Our study is innovative in exploring the correlation between retinal changes in RP and modifications in ocular motility. However, the current results do not allow us to define specific characteristics of this relationship. It could be hypothesized that ocular motility, controlled by eye muscles, could be influenced by RP, potentially affecting the ability to track objects with the eyes or maintain stable binocular vision, especially in patients with peripheral vision loss and severe compromise in daily life. Nevertheless, it is emphasized that further research and clinical studies are necessary to confirm and deepen these results to obtain more detailed information on the relationship between RP and ocular motility alterations, with the goal of developing preventive measures and early therapies.


This study highlights that early detection of ocular motility alterations in patients with RP can be an early sign of disease progression. RP is characterized by a progressive decline in visual acuity and a narrowing of the visual field.1–4 Therefore, the present study emphasizes the importance of orthoptic evaluation conducted during the initial ophthalmic visit, especially in the presence of a genetic diagnosis, as it can detect muscular alterations influencing strabismus early, which — with the progression of the pathology itself — lead to a dissociation of latent strabismus and a worsening of existing strabismus.29–31 The negative clinical course of inherited retinal dystrophies impacts the patient’s quality of life and autonomy.

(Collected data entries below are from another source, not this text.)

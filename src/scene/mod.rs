pub mod loader;
pub mod bounds;
pub mod light;
pub mod culling;
pub mod light_scene;

pub use bounds::HalaBounds;
pub use light::{HalaLightKind, HalaVisibleLight};
pub use culling::{HalaCullingResults, HalaShadowMatrices};
pub use light_scene::HalaLightScene;
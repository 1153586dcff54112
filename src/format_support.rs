use std::collections::HashMap;

use crate::context::{
  HalaRenderContext,
  HalaRenderTextureFormat,
};

/// Caches the device render texture format support per format.
#[derive(Default)]
pub struct HalaFormatSupportCache {
  cache: HashMap<HalaRenderTextureFormat, bool>,
}

/// The implementation of the format support cache.
impl HalaFormatSupportCache {

  /// Check device support for a render texture format.
  /// Only the first query of a format reaches the device.
  /// param context: The render context.
  /// param format: The render texture format to check.
  /// return: True if the format is supported.
  pub fn supports<C: HalaRenderContext + ?Sized>(&mut self, context: &C, format: HalaRenderTextureFormat) -> bool {
    *self.cache.entry(format)
      .or_insert_with(|| context.supports_render_texture_format(format))
  }

  /// Pick the first supported format.
  /// param context: The render context.
  /// param candidates: The formats in order of preference.
  /// return: The format or None if no candidate is supported.
  pub fn pick<C: HalaRenderContext + ?Sized>(&mut self, context: &C, candidates: &[HalaRenderTextureFormat]) -> Option<HalaRenderTextureFormat> {
    candidates.iter().copied().find(|format| self.supports(context, *format))
  }

  /// Clear all cached results, e.g. after the device changed.
  pub fn clear(&mut self) {
    self.cache.clear();
  }

}
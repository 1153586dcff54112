use std::collections::HashMap;
use std::sync::{
  OnceLock,
  RwLock,
};

/// The opaque handle of a named global shader constant.
#[derive(Clone, Copy, Debug, PartialEq, Eq, Hash, PartialOrd, Ord)]
pub struct HalaShaderPropertyId(u32);

/// The implementation of the shader property id.
impl HalaShaderPropertyId {

  /// Get the shader property id of a name.
  /// param name: The name of the property.
  /// return: The property id.
  pub fn from_name(name: &str) -> Self {
    HalaShaderPropertyCache::get_instance().property_to_id(name)
  }

  /// Get the name the property id was resolved from.
  /// return: The name or None if the id is unknown.
  pub fn name(&self) -> Option<String> {
    HalaShaderPropertyCache::get_instance().id_to_property(*self)
  }

  /// Get the raw handle value.
  pub fn to_u32(&self) -> u32 {
    self.0
  }

}

#[derive(Default)]
struct HalaShaderPropertyTable {
  ids: HashMap<String, HalaShaderPropertyId>,
  names: Vec<String>,
}

/// The process wide shader property cache.
/// Resolving a name is idempotent, the same name always yields the same id.
pub struct HalaShaderPropertyCache {
  table: RwLock<HalaShaderPropertyTable>,
}

/// The implementation of the shader property cache.
impl HalaShaderPropertyCache {

  /// Get the shader property cache singleton instance.
  pub fn get_instance() -> &'static HalaShaderPropertyCache {
    static SINGLETON: OnceLock<HalaShaderPropertyCache> = OnceLock::new();
    SINGLETON.get_or_init(|| {
      log::debug!("A HalaShaderPropertyCache created.");
      HalaShaderPropertyCache {
        table: RwLock::new(HalaShaderPropertyTable::default()),
      }
    })
  }

  /// Resolve a property name to its id.
  /// param name: The name of the property.
  /// return: The property id.
  pub fn property_to_id(&self, name: &str) -> HalaShaderPropertyId {
    {
      let table = self.table.read().unwrap_or_else(|poisoned| poisoned.into_inner());
      if let Some(id) = table.ids.get(name) {
        return *id;
      }
    }

    let mut table = self.table.write().unwrap_or_else(|poisoned| poisoned.into_inner());
    if let Some(id) = table.ids.get(name) {
      return *id;
    }
    let id = HalaShaderPropertyId(table.names.len() as u32);
    table.names.push(name.to_string());
    table.ids.insert(name.to_string(), id);
    id
  }

  /// Get the name of a property id.
  /// param id: The property id.
  /// return: The name or None if the id is unknown.
  pub fn id_to_property(&self, id: HalaShaderPropertyId) -> Option<String> {
    let table = self.table.read().unwrap_or_else(|poisoned| poisoned.into_inner());
    table.names.get(id.0 as usize).cloned()
  }

}

/// The ids of the global constants written by the lighting stages.
pub struct HalaLightingPropertyIds {
  pub visible_lights_count: HalaShaderPropertyId,
  pub visible_light_directions: HalaShaderPropertyId,
  pub visible_light_colors: HalaShaderPropertyId,
  pub visible_light_attenuations: HalaShaderPropertyId,
  pub visible_light_spot_directions: HalaShaderPropertyId,
  pub shadow_bias: HalaShaderPropertyId,
  pub light_direction: HalaShaderPropertyId,
  pub world_to_shadow: HalaShaderPropertyId,
  pub shadow_map: HalaShaderPropertyId,
}

/// The implementation of the lighting property ids.
impl HalaLightingPropertyIds {

  /// Get the ids, resolved on first use.
  pub fn get() -> &'static HalaLightingPropertyIds {
    static IDS: OnceLock<HalaLightingPropertyIds> = OnceLock::new();
    IDS.get_or_init(|| HalaLightingPropertyIds {
      visible_lights_count: HalaShaderPropertyId::from_name("_VisibleLightsCount"),
      visible_light_directions: HalaShaderPropertyId::from_name("_VisibleLightDirections"),
      visible_light_colors: HalaShaderPropertyId::from_name("_VisibleLightColors"),
      visible_light_attenuations: HalaShaderPropertyId::from_name("_VisibleLightAttenuations"),
      visible_light_spot_directions: HalaShaderPropertyId::from_name("_VisibleLightSpotDirections"),
      shadow_bias: HalaShaderPropertyId::from_name("_ShadowBias"),
      light_direction: HalaShaderPropertyId::from_name("_LightDirection"),
      world_to_shadow: HalaShaderPropertyId::from_name("_WorldToShadow"),
      shadow_map: HalaShaderPropertyId::from_name("_ShadowMap"),
    })
  }

}
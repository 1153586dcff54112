pub mod gltf_loader;

pub use gltf_loader::HalaGltfLightLoader;
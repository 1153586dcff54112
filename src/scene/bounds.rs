use glam::Vec3;

/// Axis-aligned bounding box (AABB) of the shadow casters seen by a light.
#[derive(Debug, Clone, Copy, PartialEq)]
pub struct HalaBounds {
  pub center: Vec3,
  pub extents: Vec3,
}

/// Implementation of HalaBounds.
impl HalaBounds {

  /// Create a new HalaBounds instance.
  /// param center: The center of the AABB.
  /// param extents: The half size of the AABB.
  /// return: The new HalaBounds instance.
  pub fn new(center: Vec3, extents: Vec3) -> Self {
    Self { center, extents: extents.abs() }
  }

  /// Create a new HalaBounds instance from the minimum and maximum corners.
  /// param min: The minimum bounds of the AABB.
  /// param max: The maximum bounds of the AABB.
  /// return: The new HalaBounds instance.
  pub fn from_min_max(min: Vec3, max: Vec3) -> Self {
    let (min, max) = (min.min(max), min.max(max));
    let extents = (max - min) * 0.5;
    Self { center: min + extents, extents }
  }

  /// Get the minimum bounds of the AABB.
  pub fn get_min(&self) -> Vec3 {
    self.center - self.extents
  }

  /// Get the maximum bounds of the AABB.
  pub fn get_max(&self) -> Vec3 {
    self.center + self.extents
  }

  /// Get the radius of the sphere enclosing the AABB.
  pub fn get_radius(&self) -> f32 {
    self.extents.length()
  }

  /// Grows the AABB to include the given point.
  /// param point: The point to include.
  pub fn encapsulate_point(&mut self, point: Vec3) {
    *self = Self::from_min_max(self.get_min().min(point), self.get_max().max(point));
  }

  /// Grows the AABB to include the given bounds.
  /// param bounds: The bounds to include.
  pub fn encapsulate_bounds(&mut self, bounds: &HalaBounds) {
    *self = Self::from_min_max(self.get_min().min(bounds.get_min()), self.get_max().max(bounds.get_max()));
  }

  /// Does another AABB intersect with this AABB?
  /// param other: The other AABB to check.
  /// return: True if the AABBs intersect, false otherwise.
  pub fn intersects(&self, other: &HalaBounds) -> bool {
    let (min, max) = (self.get_min(), self.get_max());
    let (other_min, other_max) = (other.get_min(), other.get_max());
    min.cmple(other_max).all() && max.cmpge(other_min).all()
  }

}
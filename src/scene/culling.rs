use glam::Mat4;

use super::bounds::HalaBounds;
use super::light::HalaVisibleLight;

/// The view and projection matrices a shadow casting light renders its casters with.
#[derive(Clone, Copy, Debug, PartialEq)]
pub struct HalaShadowMatrices {
  pub view: Mat4,
  /// The projection matrix in the standard (not reversed) depth convention.
  pub proj: Mat4,
}

/// The culling results of one camera.
/// Produced fresh every frame by the scene, read by the lighting stages.
pub trait HalaCullingResults {

  /// Get the lights visible to the camera.
  fn visible_lights(&self) -> &[HalaVisibleLight];

  /// Replace the per object light index map.
  /// The map has one entry per visible light, -1 means the light has no per object index.
  /// param light_index_map: The new light index map.
  fn set_light_index_map(&mut self, light_index_map: &[i32]);

  /// Get the bounds of the shadow casters seen by a light.
  /// param light_index: The index of the light in the visible lights.
  /// return: The bounds or None if the light has no shadow casters.
  fn shadow_caster_bounds(&self, light_index: usize) -> Option<HalaBounds>;

  /// Compute the shadow matrices of a light.
  /// param light_index: The index of the light in the visible lights.
  /// return: The matrices or None if they can not be computed.
  fn compute_shadow_matrices(&self, light_index: usize) -> Option<HalaShadowMatrices>;

}
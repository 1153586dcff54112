pub use crate::error::HalaLightingError;
pub use crate::config::{
  HalaPipelineConfig,
  HalaShadowMapSize,
  HalaDeviceCaps,
};
pub use crate::scene::{
  HalaBounds,
  HalaLightKind,
  HalaVisibleLight,
  HalaCullingResults,
  HalaShadowMatrices,
  HalaLightScene,
  loader::HalaGltfLightLoader,
};
pub use crate::shader_property::{
  HalaShaderPropertyId,
  HalaLightingPropertyIds,
};
pub use crate::context::{
  HalaConstantSink,
  HalaRenderContext,
  HalaCommandRecorder,
  HalaTextureHandle,
};
pub use crate::forward_lights::{
  HalaForwardLights,
  HalaPackedLightSet,
  HalaPerObjectData,
  MAX_VISIBLE_LIGHTS,
};
pub use crate::shadows::{
  HalaShadowFrame,
  HalaShadowProjector,
  HalaShadowSettings,
};
pub use crate::pipeline::{
  HalaForwardPipeline,
  HalaCameraFrame,
};
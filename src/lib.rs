pub mod prelude;
pub mod error;
pub mod config;
pub mod scene;
pub mod shader_property;
pub mod context;
pub mod format_support;
pub mod forward_lights;
pub mod shadows;
pub mod pipeline;
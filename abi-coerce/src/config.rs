//! Builder configuration.

use std::env;
use std::fmt;
use std::str::FromStr;

use once_cell::sync::OnceCell;
use serde::{Deserialize, Serialize};

/// Environment variable selecting the [`SkipPolicy`] used by [`crate::build_args`].
pub const SKIP_POLICY_ENV: &str = "ABI_COERCE_SKIP_POLICY";

/// What the argument builder does with parameters whose input is not applicable.
#[derive(Clone, Copy, Debug, Default, PartialEq, Eq, Hash, Serialize, Deserialize)]
#[serde(rename_all = "lowercase")]
pub enum SkipPolicy {
    /// Leave [`crate::TypedValue::Skip`] in the list for the caller to handle.
    #[default]
    Keep,
    /// Fail the build as if the field were missing.
    Reject,
    /// Substitute the zero value of the declared type.
    Zero,
}

impl SkipPolicy {
    pub fn as_str(&self) -> &'static str {
        match self {
            SkipPolicy::Keep => "keep",
            SkipPolicy::Reject => "reject",
            SkipPolicy::Zero => "zero",
        }
    }
}

impl fmt::Display for SkipPolicy {
    fn fmt(&self, f: &mut fmt::Formatter<'_>) -> fmt::Result {
        f.write_str(self.as_str())
    }
}

impl FromStr for SkipPolicy {
    type Err = String;

    fn from_str(s: &str) -> Result<Self, Self::Err> {
        match s.trim().to_ascii_lowercase().as_str() {
            "keep" => Ok(SkipPolicy::Keep),
            "reject" => Ok(SkipPolicy::Reject),
            "zero" => Ok(SkipPolicy::Zero),
            other => Err(format!("unknown skip policy `{other}`")),
        }
    }
}

/// Settings for [`crate::build_args_with`].
#[derive(Clone, Debug, Default, PartialEq, Eq, Serialize, Deserialize)]
pub struct ArgsConfig {
    #[serde(default)]
    pub skip_policy: SkipPolicy,
}

static ARGS_CONFIG: OnceCell<ArgsConfig> = OnceCell::new();

impl ArgsConfig {
    pub fn new(skip_policy: SkipPolicy) -> Self {
        Self { skip_policy }
    }

    /// Read the configuration from the environment without caching it.
    /// Unset or unrecognised values fall back to the defaults.
    pub fn from_env() -> Self {
        let skip_policy = match env::var(SKIP_POLICY_ENV) {
            Ok(raw) => raw.parse().unwrap_or_else(|err| {
                tracing::warn!(%err, "ignoring {SKIP_POLICY_ENV}, using default");
                SkipPolicy::default()
            }),
            Err(_) => SkipPolicy::default(),
        };
        Self { skip_policy }
    }

    /// Load configuration from environment variables.
    /// Cached after the first call.
    pub fn load() -> &'static ArgsConfig {
        ARGS_CONFIG.get_or_init(|| {
            let config = Self::from_env();
            tracing::debug!(skip_policy = %config.skip_policy, "loaded argument builder config");
            config
        })
    }
}

#[cfg(test)]
mod tests {
    use super::*;
    use serial_test::serial;

    fn with_env<T>(value: Option<&str>, f: impl FnOnce() -> T) -> T {
        // SAFETY: env-mutating tests are serialized.
        unsafe {
            match value {
                Some(v) => env::set_var(SKIP_POLICY_ENV, v),
                None => env::remove_var(SKIP_POLICY_ENV),
            }
        }
        let out = f();
        unsafe { env::remove_var(SKIP_POLICY_ENV) };
        out
    }

    #[test]
    fn policy_parses_case_insensitively() {
        assert_eq!("keep".parse::<SkipPolicy>(), Ok(SkipPolicy::Keep));
        assert_eq!(" Reject ".parse::<SkipPolicy>(), Ok(SkipPolicy::Reject));
        assert_eq!("ZERO".parse::<SkipPolicy>(), Ok(SkipPolicy::Zero));
        assert!("drop".parse::<SkipPolicy>().is_err());
    }

    #[test]
    fn policy_serializes_lowercase() {
        assert_eq!(
            serde_json::to_string(&SkipPolicy::Reject).unwrap(),
            "\"reject\""
        );
        let config: ArgsConfig = serde_json::from_str(r#"{"skip_policy":"zero"}"#).unwrap();
        assert_eq!(config, ArgsConfig::new(SkipPolicy::Zero));
        let config: ArgsConfig = serde_json::from_str("{}").unwrap();
        assert_eq!(config.skip_policy, SkipPolicy::Keep);
    }

    #[test]
    #[serial]
    fn from_env_reads_policy() {
        assert_eq!(
            with_env(Some("zero"), ArgsConfig::from_env).skip_policy,
            SkipPolicy::Zero
        );
        assert_eq!(
            with_env(None, ArgsConfig::from_env).skip_policy,
            SkipPolicy::Keep
        );
    }

    #[test]
    #[serial]
    fn from_env_ignores_unknown_values() {
        assert_eq!(
            with_env(Some("sometimes"), ArgsConfig::from_env).skip_policy,
            SkipPolicy::Keep
        );
    }
}
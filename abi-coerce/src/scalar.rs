//! Mapping of resolved values onto non-composite ABI kinds.

use alloy::primitives::{Address, Function};

use crate::error::{CoerceError, Result};
use crate::input::InputValue;
use crate::numeric::{Base, coerce_int, coerce_uint};
use crate::types::AbiType;
use crate::util::{decode_prefixed_hex, has_hex_prefix, is_hex_address, strip_hex_prefix};
use crate::value::TypedValue;
use crate::{ADDRESS_LENGTH, FUNCTION_LENGTH, MAX_FIXED_BYTES, MAX_STRING_BYTES};

/// Map a resolved value onto a scalar ABI type.
///
/// Composite types are rejected here; they go through
/// [`crate::composite::map_value`].
pub fn map_scalar(ty: &AbiType, value: &InputValue) -> Result<TypedValue> {
    let value = value.deref_optional();
    let mismatch = || CoerceError::mismatch(ty, value.kind());

    match ty {
        AbiType::Int(bits) => coerce_int(value, Base::for_input(value), *bits).map(TypedValue::Int),
        AbiType::Uint(bits) => {
            coerce_uint(value, Base::for_input(value), *bits).map(TypedValue::Uint)
        }
        AbiType::Bool => map_bool(value).ok_or_else(mismatch),
        AbiType::String => match value {
            InputValue::Str(s) if s.len() <= MAX_STRING_BYTES => Ok(TypedValue::String(s.clone())),
            InputValue::Str(s) => Err(CoerceError::out_of_range(
                format!("string of {} bytes", s.len()),
                ty,
            )),
            _ => Err(mismatch()),
        },
        AbiType::Address => map_address(value).ok_or_else(mismatch),
        AbiType::Bytes => match value {
            InputValue::Str(s) if has_hex_prefix(s) => decode_prefixed_hex(s)
                .map(TypedValue::Bytes)
                .ok_or_else(mismatch),
            InputValue::Bytes(bytes) => Ok(TypedValue::Bytes(bytes.clone())),
            _ => Err(mismatch()),
        },
        AbiType::FixedBytes(len) => {
            if !(1..=MAX_FIXED_BYTES).contains(len) {
                return Err(CoerceError::UnsupportedKind(ty.to_string()));
            }
            let bytes = match value {
                InputValue::ByteArray(bytes) | InputValue::Bytes(bytes) => bytes.clone(),
                InputValue::Str(s) if has_hex_prefix(s) => {
                    decode_prefixed_hex(s).ok_or_else(mismatch)?
                }
                _ => return Err(mismatch()),
            };
            if bytes.len() != *len {
                return Err(mismatch());
            }
            Ok(TypedValue::FixedBytes(bytes))
        }
        AbiType::Function => match value {
            InputValue::ByteArray(bytes) if bytes.len() == FUNCTION_LENGTH => {
                Ok(TypedValue::Function(Function::from_slice(bytes)))
            }
            _ => Err(mismatch()),
        },
        AbiType::FixedPoint { .. } | AbiType::Hash => {
            Err(CoerceError::UnsupportedKind(ty.to_string()))
        }
        AbiType::Tuple(_) | AbiType::Array(..) | AbiType::Slice(_) => Err(mismatch()),
    }
}

/// `"0x1"`/`"0x0"`, `"true"`/`"false"` or a native bool. Prefixed text other
/// than the two exact hex spellings is rejected, including `"0X1"`.
fn map_bool(value: &InputValue) -> Option<TypedValue> {
    let b = match value {
        InputValue::Str(s) if has_hex_prefix(s) => match s.as_str() {
            "0x1" => true,
            "0x0" => false,
            _ => return None,
        },
        InputValue::Str(s) => match s.as_str() {
            "true" => true,
            "false" => false,
            _ => return None,
        },
        InputValue::Bool(b) => *b,
        _ => return None,
    };
    Some(TypedValue::Bool(b))
}

fn map_address(value: &InputValue) -> Option<TypedValue> {
    let address = match value {
        InputValue::Address(addr) => *addr,
        InputValue::Str(s) if is_hex_address(s) => {
            let digits = strip_hex_prefix(s).unwrap_or(s);
            Address::from_slice(&hex::decode(digits).ok()?)
        }
        InputValue::Bytes(bytes) if bytes.len() == ADDRESS_LENGTH => Address::from_slice(bytes),
        _ => return None,
    };
    Some(TypedValue::Address(address))
}
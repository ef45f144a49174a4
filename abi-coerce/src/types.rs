//! ABI type descriptors.
//!
//! [`AbiType`] is the schema the coercion engine is driven by. Descriptors are
//! usually built from alloy's JSON ABI parameters with
//! [`AbiParam::from_json_params`], or parsed from a type string with
//! [`AbiType::parse`].

use std::fmt;

use alloy::json_abi::Param;

use crate::error::SchemaError;
use crate::{MAX_FIXED_BYTES, MAX_INT_BITS};

/// Decimals of the bare `fixed`/`ufixed` aliases.
const DEFAULT_FIXED_DECIMALS: usize = 18;
/// Bit width of the bare `fixed`/`ufixed` aliases.
const DEFAULT_FIXED_BITS: usize = 128;
const MAX_FIXED_DECIMALS: usize = 80;

/// One target ABI type.
#[derive(Debug, Clone, PartialEq, Eq)]
pub enum AbiType {
    /// `intN`, N in 8..=256, step 8.
    Int(usize),
    /// `uintN`, N in 8..=256, step 8.
    Uint(usize),
    Bool,
    String,
    Address,
    /// Dynamic `bytes`.
    Bytes,
    /// `bytesN`, N in 1..=32.
    FixedBytes(usize),
    /// 24-byte `function` (address + selector).
    Function,
    Tuple(Vec<AbiParam>),
    /// Fixed-length `T[N]`.
    Array(Box<AbiType>, usize),
    /// Dynamic-length `T[]`.
    Slice(Box<AbiType>),
    /// `fixedMxN` / `ufixedMxN`. Declared by the ABI but never coerced.
    FixedPoint {
        signed: bool,
        bits: usize,
        decimals: usize,
    },
    /// Reserved hash kind. Never coerced.
    Hash,
}

/// A named ABI type: a function parameter or a tuple component.
#[derive(Debug, Clone, PartialEq, Eq)]
pub struct AbiParam {
    pub name: String,
    pub ty: AbiType,
}

impl AbiParam {
    pub fn new(name: impl Into<String>, ty: AbiType) -> Self {
        Self {
            name: name.into(),
            ty,
        }
    }

    /// Convert an alloy JSON ABI parameter, including nested tuple components.
    pub fn from_json_param(param: &Param) -> Result<Self, SchemaError> {
        let components = Self::from_json_params(&param.components)?;
        let ty = AbiType::parse_with_components(&param.ty, components)?;
        Ok(Self::new(param.name.clone(), ty))
    }

    pub fn from_json_params(params: &[Param]) -> Result<Vec<Self>, SchemaError> {
        params.iter().map(Self::from_json_param).collect()
    }
}

impl AbiType {
    pub fn tuple(fields: impl IntoIterator<Item = AbiParam>) -> Self {
        AbiType::Tuple(fields.into_iter().collect())
    }

    pub fn slice(elem: AbiType) -> Self {
        AbiType::Slice(Box::new(elem))
    }

    pub fn array(elem: AbiType, len: usize) -> Self {
        AbiType::Array(Box::new(elem), len)
    }

    /// Parse a type string such as `uint256`, `bytes32[]` or
    /// `(address,uint8[2])`. Tuple components parsed from parentheses are
    /// unnamed; use [`AbiParam::from_json_param`] to keep component names.
    pub fn parse(ty: &str) -> Result<Self, SchemaError> {
        Self::parse_with_components(ty, Vec::new())
    }

    /// Parse a type string whose innermost `tuple` takes `components`.
    pub fn parse_with_components(
        ty: &str,
        components: Vec<AbiParam>,
    ) -> Result<Self, SchemaError> {
        let ty = ty.trim();
        if let Some(body) = ty.strip_suffix(']') {
            let open = body
                .rfind('[')
                .ok_or_else(|| SchemaError::InvalidType(ty.to_string()))?;
            let elem = Self::parse_with_components(&body[..open], components)?;
            let dim = &body[open + 1..];
            if dim.is_empty() {
                return Ok(AbiType::slice(elem));
            }
            let len = dim
                .parse::<usize>()
                .map_err(|_| SchemaError::InvalidType(ty.to_string()))?;
            return Ok(AbiType::array(elem, len));
        }

        if ty == "tuple" {
            if components.is_empty() {
                return Err(SchemaError::EmptyTuple(ty.to_string()));
            }
            return Ok(AbiType::Tuple(components));
        }
        if let Some(inner) = ty.strip_prefix('(').and_then(|s| s.strip_suffix(')')) {
            let fields = split_top_level(inner)
                .into_iter()
                .map(|part| Self::parse(part).map(|ty| AbiParam::new("", ty)))
                .collect::<Result<Vec<_>, _>>()?;
            if fields.is_empty() {
                return Err(SchemaError::EmptyTuple(ty.to_string()));
            }
            return Ok(AbiType::Tuple(fields));
        }

        parse_elementary(ty)
    }
}

fn parse_elementary(ty: &str) -> Result<AbiType, SchemaError> {
    match ty {
        "bool" => return Ok(AbiType::Bool),
        "string" => return Ok(AbiType::String),
        "address" => return Ok(AbiType::Address),
        "bytes" => return Ok(AbiType::Bytes),
        "function" => return Ok(AbiType::Function),
        "int" => return Ok(AbiType::Int(MAX_INT_BITS)),
        "uint" => return Ok(AbiType::Uint(MAX_INT_BITS)),
        "fixed" | "ufixed" => {
            return Ok(AbiType::FixedPoint {
                signed: ty == "fixed",
                bits: DEFAULT_FIXED_BITS,
                decimals: DEFAULT_FIXED_DECIMALS,
            });
        }
        _ => {}
    }

    if let Some(width) = ty.strip_prefix("uint") {
        return int_width(ty, width).map(AbiType::Uint);
    }
    if let Some(width) = ty.strip_prefix("int") {
        return int_width(ty, width).map(AbiType::Int);
    }
    if let Some(len) = ty.strip_prefix("bytes") {
        let len = parse_number(ty, len)?;
        if !(1..=MAX_FIXED_BYTES).contains(&len) {
            return Err(SchemaError::InvalidWidth(ty.to_string()));
        }
        return Ok(AbiType::FixedBytes(len));
    }
    let fixed = ty
        .strip_prefix("ufixed")
        .map(|rest| (false, rest))
        .or_else(|| ty.strip_prefix("fixed").map(|rest| (true, rest)));
    if let Some((signed, rest)) = fixed {
        let (bits, decimals) = rest
            .split_once('x')
            .ok_or_else(|| SchemaError::InvalidType(ty.to_string()))?;
        let bits = int_width(ty, bits)?;
        let decimals = parse_number(ty, decimals)?;
        if decimals > MAX_FIXED_DECIMALS {
            return Err(SchemaError::InvalidWidth(ty.to_string()));
        }
        return Ok(AbiType::FixedPoint {
            signed,
            bits,
            decimals,
        });
    }

    Err(SchemaError::InvalidType(ty.to_string()))
}

fn parse_number(ty: &str, digits: &str) -> Result<usize, SchemaError> {
    if digits.is_empty() || !digits.bytes().all(|b| b.is_ascii_digit()) {
        return Err(SchemaError::InvalidType(ty.to_string()));
    }
    digits
        .parse()
        .map_err(|_| SchemaError::InvalidWidth(ty.to_string()))
}

fn int_width(ty: &str, digits: &str) -> Result<usize, SchemaError> {
    let bits = parse_number(ty, digits)?;
    if bits == 0 || bits > MAX_INT_BITS || bits % 8 != 0 {
        return Err(SchemaError::InvalidWidth(ty.to_string()));
    }
    Ok(bits)
}

/// Split a tuple body on commas outside nested parentheses.
fn split_top_level(s: &str) -> Vec<&str> {
    let mut parts = Vec::new();
    let mut depth = 0usize;
    let mut start = 0;

    for (i, c) in s.char_indices() {
        match c {
            '(' => depth += 1,
            ')' => depth = depth.saturating_sub(1),
            ',' if depth == 0 => {
                parts.push(s[start..i].trim());
                start = i + 1;
            }
            _ => {}
        }
    }

    let last = s[start..].trim();
    if !last.is_empty() {
        parts.push(last);
    }
    parts
}

impl fmt::Display for AbiType {
    fn fmt(&self, f: &mut fmt::Formatter<'_>) -> fmt::Result {
        match self {
            AbiType::Int(bits) => write!(f, "int{bits}"),
            AbiType::Uint(bits) => write!(f, "uint{bits}"),
            AbiType::Bool => f.write_str("bool"),
            AbiType::String => f.write_str("string"),
            AbiType::Address => f.write_str("address"),
            AbiType::Bytes => f.write_str("bytes"),
            AbiType::FixedBytes(len) => write!(f, "bytes{len}"),
            AbiType::Function => f.write_str("function"),
            AbiType::Tuple(fields) => {
                f.write_str("(")?;
                for (i, field) in fields.iter().enumerate() {
                    if i > 0 {
                        f.write_str(",")?;
                    }
                    write!(f, "{}", field.ty)?;
                }
                f.write_str(")")
            }
            AbiType::Array(elem, len) => write!(f, "{elem}[{len}]"),
            AbiType::Slice(elem) => write!(f, "{elem}[]"),
            AbiType::FixedPoint {
                signed,
                bits,
                decimals,
            } => {
                let prefix = if *signed { "fixed" } else { "ufixed" };
                write!(f, "{prefix}{bits}x{decimals}")
            }
            AbiType::Hash => f.write_str("hash"),
        }
    }
}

The association of ocular motility alterations with RP leads to further psychological distress.33 Moreover, our results suggest that early orthoptic assessment in monitoring protocols can be an important indicator of disease progression.

RP is a genetically transmitted disease requiring precise screening, and despite the current lack of specific therapies, potential treatments may emerge through clinical research. Orthoptic assessment, along with ophthalmic examination, allows monitoring disease progression and choosing appropriate therapeutic options. In less advanced cases, prism use can prevent diplopia, while in more severe situations with the development of aesthetic strabismus, surgical intervention may be considered to improve vision without guaranteeing functional recovery.34 Additionally, the importance of psychological support networks is emphasized to address psychosocial distress associated with reduced visual acuity and ocular motility alterations.35

The limited sample size could influence the generalizability of the study results. Therefore, we consider it essential to conduct further research involving a larger number of patients. Current investigative methods for evaluating ocular motility have proven useful in diagnosing and identifying ocular motor alterations in RP patients. The RPE65 gene plays a predominant role in phototransduction and in the biochemical pathways associated with retinal neurotransmission, manifesting with common signs and symptoms in various forms of RP.15

The presence of multigenic hereditary patterns complicates molecular diagnosis, as phenotypic variability is influenced by the complex genetic architectures underlying different forms of RP. Currently, next-generation sequencing is recognized as a powerful tool for mutation screening.20,21 This high-throughput method holds promise as a valuable resource for identifying new genes responsible for diseases and establishing correlations between genotypes and phenotypes, thus contributing to a significant advancement in understanding allele pathogenicity, protein function, and the genetics of the populations involved.20,21 Certainly, advancements in future clinical–instrumental research may contribute to achieving increasingly early diagnoses, enabling timely interventions.


The authors report no conflicts of interest in this work.